[Extracted information Boundary: Start]
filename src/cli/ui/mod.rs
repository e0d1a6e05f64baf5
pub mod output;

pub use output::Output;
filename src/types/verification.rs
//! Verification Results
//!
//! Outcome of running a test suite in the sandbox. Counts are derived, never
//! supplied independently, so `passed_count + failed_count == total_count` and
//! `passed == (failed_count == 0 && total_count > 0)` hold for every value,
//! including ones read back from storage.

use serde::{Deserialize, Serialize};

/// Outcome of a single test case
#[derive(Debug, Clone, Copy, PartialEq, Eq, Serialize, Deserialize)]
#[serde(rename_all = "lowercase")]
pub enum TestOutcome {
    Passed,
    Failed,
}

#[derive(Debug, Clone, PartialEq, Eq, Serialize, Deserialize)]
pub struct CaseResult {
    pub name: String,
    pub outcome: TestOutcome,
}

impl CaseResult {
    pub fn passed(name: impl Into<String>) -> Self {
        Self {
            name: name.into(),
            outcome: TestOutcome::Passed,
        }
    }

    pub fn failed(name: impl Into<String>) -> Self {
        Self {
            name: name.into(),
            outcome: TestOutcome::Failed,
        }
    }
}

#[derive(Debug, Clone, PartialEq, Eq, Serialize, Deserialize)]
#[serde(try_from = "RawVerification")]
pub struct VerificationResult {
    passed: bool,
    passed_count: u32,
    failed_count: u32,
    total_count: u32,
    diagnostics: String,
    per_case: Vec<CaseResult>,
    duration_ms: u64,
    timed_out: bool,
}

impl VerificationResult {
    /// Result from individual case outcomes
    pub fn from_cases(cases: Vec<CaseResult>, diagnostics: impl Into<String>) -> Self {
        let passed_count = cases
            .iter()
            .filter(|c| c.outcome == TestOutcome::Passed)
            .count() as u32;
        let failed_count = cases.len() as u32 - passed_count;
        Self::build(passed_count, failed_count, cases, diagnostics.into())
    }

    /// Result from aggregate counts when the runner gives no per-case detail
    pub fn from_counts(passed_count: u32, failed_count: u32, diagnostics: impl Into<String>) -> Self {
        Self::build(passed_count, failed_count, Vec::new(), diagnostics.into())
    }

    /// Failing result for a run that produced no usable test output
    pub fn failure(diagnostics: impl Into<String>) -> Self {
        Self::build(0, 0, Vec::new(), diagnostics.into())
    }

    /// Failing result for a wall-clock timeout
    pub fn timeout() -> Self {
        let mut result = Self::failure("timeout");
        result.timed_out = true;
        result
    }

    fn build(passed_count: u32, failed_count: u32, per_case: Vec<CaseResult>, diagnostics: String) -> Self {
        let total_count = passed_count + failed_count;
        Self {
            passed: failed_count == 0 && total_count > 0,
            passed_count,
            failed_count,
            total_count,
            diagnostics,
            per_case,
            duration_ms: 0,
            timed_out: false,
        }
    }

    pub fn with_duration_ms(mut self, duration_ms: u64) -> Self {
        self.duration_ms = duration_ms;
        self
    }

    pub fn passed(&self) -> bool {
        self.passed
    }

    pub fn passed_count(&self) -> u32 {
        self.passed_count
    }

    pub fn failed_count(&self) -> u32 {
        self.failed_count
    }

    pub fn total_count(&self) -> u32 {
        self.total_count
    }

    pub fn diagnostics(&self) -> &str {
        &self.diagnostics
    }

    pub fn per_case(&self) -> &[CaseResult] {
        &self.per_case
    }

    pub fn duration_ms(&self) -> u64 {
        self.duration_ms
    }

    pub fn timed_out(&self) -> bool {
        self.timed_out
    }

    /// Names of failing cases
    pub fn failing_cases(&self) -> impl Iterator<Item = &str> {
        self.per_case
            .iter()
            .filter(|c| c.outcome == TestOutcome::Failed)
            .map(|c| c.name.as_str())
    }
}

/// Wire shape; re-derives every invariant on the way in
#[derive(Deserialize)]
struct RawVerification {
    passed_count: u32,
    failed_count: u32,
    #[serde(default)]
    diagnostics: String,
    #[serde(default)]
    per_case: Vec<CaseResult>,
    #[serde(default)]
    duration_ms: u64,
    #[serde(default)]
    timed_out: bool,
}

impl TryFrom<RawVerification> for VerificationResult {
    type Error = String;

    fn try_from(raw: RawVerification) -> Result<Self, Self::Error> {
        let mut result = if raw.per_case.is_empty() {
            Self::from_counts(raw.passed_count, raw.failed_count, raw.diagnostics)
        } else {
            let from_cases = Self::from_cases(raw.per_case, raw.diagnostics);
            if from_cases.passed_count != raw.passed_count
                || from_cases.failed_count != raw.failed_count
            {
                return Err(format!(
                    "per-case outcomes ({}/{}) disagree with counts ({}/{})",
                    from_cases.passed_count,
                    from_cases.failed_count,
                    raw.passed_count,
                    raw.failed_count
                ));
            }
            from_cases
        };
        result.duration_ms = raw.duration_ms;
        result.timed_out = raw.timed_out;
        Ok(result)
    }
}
[Extracted information Boundary: End]
[Extracted information Boundary: Start]
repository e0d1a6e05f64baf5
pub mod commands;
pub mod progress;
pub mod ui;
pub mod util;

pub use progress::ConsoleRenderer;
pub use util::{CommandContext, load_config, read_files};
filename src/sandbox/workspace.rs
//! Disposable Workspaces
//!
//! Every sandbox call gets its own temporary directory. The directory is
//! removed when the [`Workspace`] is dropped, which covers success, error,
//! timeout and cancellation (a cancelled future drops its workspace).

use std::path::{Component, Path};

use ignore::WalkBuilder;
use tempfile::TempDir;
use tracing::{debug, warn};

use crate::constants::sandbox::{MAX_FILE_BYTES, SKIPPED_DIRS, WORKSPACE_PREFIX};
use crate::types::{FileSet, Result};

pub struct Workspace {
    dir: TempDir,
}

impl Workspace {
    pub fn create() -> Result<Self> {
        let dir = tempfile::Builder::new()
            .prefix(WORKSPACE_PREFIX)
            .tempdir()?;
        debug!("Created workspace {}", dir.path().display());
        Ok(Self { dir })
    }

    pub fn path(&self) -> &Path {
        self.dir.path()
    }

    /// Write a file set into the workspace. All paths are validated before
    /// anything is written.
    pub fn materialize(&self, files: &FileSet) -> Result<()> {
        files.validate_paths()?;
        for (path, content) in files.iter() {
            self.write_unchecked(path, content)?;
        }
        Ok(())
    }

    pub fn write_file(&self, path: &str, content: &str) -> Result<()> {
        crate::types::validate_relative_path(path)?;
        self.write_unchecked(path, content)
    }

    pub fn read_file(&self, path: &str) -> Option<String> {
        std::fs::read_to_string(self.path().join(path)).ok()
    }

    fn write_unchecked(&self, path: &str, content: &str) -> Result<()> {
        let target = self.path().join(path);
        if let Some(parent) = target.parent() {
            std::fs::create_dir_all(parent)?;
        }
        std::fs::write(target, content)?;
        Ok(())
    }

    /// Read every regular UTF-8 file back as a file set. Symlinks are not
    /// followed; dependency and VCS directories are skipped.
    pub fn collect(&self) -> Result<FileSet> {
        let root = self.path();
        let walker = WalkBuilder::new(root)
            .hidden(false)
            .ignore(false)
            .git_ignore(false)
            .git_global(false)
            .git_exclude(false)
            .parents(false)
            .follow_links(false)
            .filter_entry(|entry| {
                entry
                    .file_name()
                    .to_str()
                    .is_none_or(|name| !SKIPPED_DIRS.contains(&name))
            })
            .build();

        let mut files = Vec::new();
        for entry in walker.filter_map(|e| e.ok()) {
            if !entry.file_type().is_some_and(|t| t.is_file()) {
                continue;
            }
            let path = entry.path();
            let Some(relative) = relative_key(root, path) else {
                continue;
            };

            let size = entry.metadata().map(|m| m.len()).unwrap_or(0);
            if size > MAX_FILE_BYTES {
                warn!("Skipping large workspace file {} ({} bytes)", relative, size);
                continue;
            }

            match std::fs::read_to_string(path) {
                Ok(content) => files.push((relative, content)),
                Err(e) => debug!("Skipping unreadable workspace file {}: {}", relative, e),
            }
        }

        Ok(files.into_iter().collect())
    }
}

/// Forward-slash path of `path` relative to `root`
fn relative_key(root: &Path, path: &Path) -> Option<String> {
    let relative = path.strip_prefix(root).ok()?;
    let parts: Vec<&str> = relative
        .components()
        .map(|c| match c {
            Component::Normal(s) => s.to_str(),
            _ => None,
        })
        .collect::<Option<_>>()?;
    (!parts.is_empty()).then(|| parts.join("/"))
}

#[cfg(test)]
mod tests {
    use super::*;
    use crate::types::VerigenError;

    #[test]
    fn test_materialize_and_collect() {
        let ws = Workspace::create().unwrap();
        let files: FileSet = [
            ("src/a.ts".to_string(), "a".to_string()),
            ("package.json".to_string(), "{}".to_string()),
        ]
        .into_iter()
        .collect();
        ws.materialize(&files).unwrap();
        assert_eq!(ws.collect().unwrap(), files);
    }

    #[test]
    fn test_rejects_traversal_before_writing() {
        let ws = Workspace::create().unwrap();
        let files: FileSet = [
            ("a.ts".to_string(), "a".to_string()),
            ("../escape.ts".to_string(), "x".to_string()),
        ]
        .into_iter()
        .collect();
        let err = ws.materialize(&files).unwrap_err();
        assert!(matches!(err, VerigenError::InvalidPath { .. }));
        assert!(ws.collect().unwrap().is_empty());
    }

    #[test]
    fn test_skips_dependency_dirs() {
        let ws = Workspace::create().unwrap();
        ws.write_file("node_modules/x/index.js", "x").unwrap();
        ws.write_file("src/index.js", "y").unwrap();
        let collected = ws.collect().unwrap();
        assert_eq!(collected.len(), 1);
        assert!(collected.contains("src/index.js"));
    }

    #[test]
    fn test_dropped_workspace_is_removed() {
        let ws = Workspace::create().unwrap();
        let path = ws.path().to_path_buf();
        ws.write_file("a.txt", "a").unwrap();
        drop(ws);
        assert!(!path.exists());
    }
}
[Extracted information Boundary: End]
#### What is required:
Everything from the line with "std::fs::create_dir_all(parent)?;" through the line with "let path = entry.path();" should be written out exactly as it appears above, end lines included, and nothing outside that range.

#### Exercise answer:
            std::fs::create_dir_all(parent)?;
        }
        std::fs::write(target, content)?;
        Ok(())
    }

    /// Read every regular UTF-8 file back as a file set. Symlinks are not
    /// followed; dependency and VCS directories are skipped.
    pub fn collect(&self) -> Result<FileSet> {
        let root = self.path();
        let walker = WalkBuilder::new(root)
            .hidden(false)
            .ignore(false)
            .git_ignore(false)
            .git_global(false)
            .git_exclude(false)
            .parents(false)
            .follow_links(false)
            .filter_entry(|entry| {
                entry
                    .file_name()
                    .to_str()
                    .is_none_or(|name| !SKIPPED_DIRS.contains(&name))
            })
            .build();

        let mut files = Vec::new();
        for entry in walker.filter_map(|e| e.ok()) {
            if !entry.file_type().is_some_and(|t| t.is_file()) {
                continue;
            }
            let path = entry.path();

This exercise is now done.